(Saved entries)
>>>>
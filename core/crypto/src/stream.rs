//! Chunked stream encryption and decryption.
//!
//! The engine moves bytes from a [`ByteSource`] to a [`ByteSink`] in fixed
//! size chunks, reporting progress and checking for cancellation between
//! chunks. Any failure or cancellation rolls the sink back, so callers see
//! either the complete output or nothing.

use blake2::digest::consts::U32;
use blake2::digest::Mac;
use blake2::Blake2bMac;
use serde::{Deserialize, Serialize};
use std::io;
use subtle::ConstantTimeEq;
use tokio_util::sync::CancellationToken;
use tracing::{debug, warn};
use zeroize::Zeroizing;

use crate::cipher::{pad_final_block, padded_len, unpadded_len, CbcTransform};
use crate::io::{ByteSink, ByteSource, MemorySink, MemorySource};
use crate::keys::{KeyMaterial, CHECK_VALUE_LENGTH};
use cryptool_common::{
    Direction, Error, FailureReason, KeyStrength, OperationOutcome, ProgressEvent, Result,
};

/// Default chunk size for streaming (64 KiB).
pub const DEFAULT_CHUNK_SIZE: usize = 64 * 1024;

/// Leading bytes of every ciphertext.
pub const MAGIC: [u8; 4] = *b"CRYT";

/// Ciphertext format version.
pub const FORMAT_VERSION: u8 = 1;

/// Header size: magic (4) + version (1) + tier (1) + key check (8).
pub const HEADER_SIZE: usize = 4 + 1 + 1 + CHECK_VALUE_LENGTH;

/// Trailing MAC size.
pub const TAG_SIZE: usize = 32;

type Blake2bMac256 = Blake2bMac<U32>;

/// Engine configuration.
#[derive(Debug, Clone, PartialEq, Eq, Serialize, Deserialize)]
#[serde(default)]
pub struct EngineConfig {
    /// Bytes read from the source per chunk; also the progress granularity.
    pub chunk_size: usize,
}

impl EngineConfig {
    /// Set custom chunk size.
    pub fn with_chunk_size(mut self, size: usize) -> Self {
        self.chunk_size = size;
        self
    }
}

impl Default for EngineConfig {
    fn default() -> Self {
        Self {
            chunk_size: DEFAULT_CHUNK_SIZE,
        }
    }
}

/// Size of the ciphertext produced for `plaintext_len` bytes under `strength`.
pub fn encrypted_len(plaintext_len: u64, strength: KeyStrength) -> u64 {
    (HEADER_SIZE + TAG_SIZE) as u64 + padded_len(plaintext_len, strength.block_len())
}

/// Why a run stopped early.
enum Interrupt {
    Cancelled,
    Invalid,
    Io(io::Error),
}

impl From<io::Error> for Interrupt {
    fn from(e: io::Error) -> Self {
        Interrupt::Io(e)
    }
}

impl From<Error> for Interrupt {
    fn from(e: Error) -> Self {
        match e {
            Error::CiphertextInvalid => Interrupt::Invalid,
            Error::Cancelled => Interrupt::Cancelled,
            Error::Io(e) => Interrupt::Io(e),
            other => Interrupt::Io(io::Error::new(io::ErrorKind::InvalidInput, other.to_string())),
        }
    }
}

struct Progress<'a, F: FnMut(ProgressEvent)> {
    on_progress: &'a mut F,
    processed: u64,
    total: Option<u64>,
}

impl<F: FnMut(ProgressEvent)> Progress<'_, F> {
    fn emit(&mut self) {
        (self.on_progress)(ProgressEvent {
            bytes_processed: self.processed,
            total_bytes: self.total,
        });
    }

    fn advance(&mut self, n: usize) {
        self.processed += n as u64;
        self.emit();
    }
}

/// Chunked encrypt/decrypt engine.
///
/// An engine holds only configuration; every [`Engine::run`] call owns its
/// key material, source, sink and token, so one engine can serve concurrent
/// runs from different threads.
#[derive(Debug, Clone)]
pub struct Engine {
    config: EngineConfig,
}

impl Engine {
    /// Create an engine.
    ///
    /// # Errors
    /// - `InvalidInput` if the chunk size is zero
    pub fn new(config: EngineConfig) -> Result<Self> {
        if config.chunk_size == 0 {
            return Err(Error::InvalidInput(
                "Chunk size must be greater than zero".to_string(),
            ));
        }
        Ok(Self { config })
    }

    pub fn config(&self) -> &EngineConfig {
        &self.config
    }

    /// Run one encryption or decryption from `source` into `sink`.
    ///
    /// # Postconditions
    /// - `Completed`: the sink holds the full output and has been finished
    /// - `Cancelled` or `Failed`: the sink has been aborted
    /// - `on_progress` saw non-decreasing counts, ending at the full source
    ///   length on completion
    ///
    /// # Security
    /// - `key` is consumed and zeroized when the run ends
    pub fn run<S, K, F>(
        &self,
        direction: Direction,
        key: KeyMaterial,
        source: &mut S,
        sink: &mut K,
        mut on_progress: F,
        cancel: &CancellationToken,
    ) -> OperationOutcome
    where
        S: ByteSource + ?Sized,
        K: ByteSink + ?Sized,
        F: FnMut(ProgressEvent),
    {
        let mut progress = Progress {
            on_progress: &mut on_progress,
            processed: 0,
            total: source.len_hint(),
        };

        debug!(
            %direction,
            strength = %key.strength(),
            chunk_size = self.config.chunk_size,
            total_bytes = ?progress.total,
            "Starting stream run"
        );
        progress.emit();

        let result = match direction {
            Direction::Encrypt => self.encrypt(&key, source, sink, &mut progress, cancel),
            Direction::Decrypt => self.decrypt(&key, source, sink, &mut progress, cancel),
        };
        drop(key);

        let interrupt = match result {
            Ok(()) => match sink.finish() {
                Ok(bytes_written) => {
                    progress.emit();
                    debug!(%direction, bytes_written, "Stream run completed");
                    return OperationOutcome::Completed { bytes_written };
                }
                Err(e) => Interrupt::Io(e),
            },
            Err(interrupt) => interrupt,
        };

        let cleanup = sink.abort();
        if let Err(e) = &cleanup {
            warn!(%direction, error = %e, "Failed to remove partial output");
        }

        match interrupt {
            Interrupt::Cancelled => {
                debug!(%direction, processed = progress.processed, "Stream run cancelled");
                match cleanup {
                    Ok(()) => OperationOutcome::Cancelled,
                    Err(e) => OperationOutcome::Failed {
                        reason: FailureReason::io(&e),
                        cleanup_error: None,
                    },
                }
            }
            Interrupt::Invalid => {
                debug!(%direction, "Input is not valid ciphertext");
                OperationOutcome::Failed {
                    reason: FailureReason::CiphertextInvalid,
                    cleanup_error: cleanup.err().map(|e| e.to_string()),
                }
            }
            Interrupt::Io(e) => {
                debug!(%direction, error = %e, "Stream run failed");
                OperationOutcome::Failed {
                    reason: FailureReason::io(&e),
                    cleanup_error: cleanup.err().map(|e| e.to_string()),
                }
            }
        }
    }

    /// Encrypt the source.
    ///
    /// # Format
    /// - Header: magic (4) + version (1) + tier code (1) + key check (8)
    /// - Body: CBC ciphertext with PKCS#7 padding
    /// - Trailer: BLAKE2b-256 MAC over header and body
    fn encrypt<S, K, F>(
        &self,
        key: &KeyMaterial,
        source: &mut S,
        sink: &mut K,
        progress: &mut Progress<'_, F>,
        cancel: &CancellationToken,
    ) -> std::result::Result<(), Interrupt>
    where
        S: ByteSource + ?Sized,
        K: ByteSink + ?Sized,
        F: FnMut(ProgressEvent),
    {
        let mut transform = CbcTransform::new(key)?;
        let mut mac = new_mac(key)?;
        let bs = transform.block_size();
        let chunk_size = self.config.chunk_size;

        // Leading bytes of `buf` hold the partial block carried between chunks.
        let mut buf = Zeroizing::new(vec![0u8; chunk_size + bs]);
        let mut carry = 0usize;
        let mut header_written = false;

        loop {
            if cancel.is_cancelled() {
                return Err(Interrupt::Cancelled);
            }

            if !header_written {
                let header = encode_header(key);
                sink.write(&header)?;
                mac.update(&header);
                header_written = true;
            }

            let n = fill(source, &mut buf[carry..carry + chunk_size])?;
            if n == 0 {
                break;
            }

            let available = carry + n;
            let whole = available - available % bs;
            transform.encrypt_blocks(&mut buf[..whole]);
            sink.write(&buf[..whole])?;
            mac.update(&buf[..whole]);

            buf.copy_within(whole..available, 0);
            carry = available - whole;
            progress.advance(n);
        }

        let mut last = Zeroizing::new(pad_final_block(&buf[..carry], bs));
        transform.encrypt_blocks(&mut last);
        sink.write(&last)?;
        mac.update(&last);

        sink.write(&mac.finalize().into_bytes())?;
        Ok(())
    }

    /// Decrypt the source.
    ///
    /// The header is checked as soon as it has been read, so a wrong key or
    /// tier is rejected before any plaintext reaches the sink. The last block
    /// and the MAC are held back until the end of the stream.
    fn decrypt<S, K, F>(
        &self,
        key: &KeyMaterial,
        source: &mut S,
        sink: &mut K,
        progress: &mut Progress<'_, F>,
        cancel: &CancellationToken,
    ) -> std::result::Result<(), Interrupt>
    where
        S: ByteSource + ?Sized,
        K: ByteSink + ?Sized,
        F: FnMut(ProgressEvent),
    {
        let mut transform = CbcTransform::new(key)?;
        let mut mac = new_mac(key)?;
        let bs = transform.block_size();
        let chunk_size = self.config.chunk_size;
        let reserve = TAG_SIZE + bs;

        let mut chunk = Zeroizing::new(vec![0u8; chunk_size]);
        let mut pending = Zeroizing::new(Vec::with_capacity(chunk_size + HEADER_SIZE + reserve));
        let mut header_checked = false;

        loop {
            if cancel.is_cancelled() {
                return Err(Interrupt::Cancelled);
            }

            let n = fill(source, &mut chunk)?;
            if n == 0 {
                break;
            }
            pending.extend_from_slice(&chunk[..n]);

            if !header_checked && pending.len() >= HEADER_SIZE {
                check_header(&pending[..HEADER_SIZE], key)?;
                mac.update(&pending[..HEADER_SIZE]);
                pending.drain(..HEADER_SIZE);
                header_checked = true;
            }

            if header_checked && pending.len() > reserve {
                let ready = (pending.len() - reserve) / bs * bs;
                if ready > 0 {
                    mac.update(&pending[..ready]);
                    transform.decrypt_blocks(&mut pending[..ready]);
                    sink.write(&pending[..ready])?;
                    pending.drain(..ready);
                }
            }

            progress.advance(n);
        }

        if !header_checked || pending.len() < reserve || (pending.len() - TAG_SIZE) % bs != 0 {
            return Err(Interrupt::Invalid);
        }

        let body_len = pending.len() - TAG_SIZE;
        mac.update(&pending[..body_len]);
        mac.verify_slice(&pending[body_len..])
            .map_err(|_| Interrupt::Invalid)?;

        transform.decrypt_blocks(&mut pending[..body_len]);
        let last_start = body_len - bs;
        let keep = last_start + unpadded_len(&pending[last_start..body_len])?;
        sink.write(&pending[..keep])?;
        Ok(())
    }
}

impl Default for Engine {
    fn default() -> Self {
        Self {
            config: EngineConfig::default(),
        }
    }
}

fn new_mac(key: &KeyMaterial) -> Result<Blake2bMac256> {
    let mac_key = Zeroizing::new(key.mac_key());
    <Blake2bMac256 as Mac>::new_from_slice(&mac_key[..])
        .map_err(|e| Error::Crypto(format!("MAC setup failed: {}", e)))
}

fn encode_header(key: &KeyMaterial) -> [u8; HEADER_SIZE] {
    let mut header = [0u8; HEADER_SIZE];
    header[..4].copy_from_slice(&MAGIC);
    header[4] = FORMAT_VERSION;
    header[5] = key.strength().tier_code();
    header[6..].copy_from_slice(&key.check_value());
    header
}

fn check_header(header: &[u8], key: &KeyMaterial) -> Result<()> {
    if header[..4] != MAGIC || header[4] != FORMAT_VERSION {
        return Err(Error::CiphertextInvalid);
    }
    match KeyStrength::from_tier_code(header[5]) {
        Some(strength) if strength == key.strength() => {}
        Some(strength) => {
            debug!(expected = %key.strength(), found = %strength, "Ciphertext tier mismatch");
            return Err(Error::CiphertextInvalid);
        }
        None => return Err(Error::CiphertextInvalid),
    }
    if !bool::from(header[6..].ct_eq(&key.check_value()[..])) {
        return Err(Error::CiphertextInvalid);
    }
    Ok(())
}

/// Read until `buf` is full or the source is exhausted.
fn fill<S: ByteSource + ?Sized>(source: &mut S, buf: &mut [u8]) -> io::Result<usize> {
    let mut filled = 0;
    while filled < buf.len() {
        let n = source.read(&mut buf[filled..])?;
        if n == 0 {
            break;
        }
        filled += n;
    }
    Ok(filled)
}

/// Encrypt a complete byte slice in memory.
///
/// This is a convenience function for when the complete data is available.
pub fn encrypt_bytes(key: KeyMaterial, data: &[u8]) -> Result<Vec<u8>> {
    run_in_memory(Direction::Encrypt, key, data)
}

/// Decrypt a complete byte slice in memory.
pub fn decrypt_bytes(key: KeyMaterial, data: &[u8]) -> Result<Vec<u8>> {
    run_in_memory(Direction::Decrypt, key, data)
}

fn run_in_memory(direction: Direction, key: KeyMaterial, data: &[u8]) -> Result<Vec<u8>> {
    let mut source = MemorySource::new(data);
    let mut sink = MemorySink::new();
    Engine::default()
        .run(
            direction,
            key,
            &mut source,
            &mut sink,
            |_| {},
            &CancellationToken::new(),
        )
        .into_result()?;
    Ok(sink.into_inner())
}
<<<<
Repeat exactly the lines from the first line of the records above through the line containing "for cancellation between", both included, and nothing else.

filename core/crypto/src/stream.rs
//! Chunked stream encryption and decryption.
//!
//! The engine moves bytes from a [`ByteSource`] to a [`ByteSink`] in fixed
//! size chunks, reporting progress and checking for cancellation between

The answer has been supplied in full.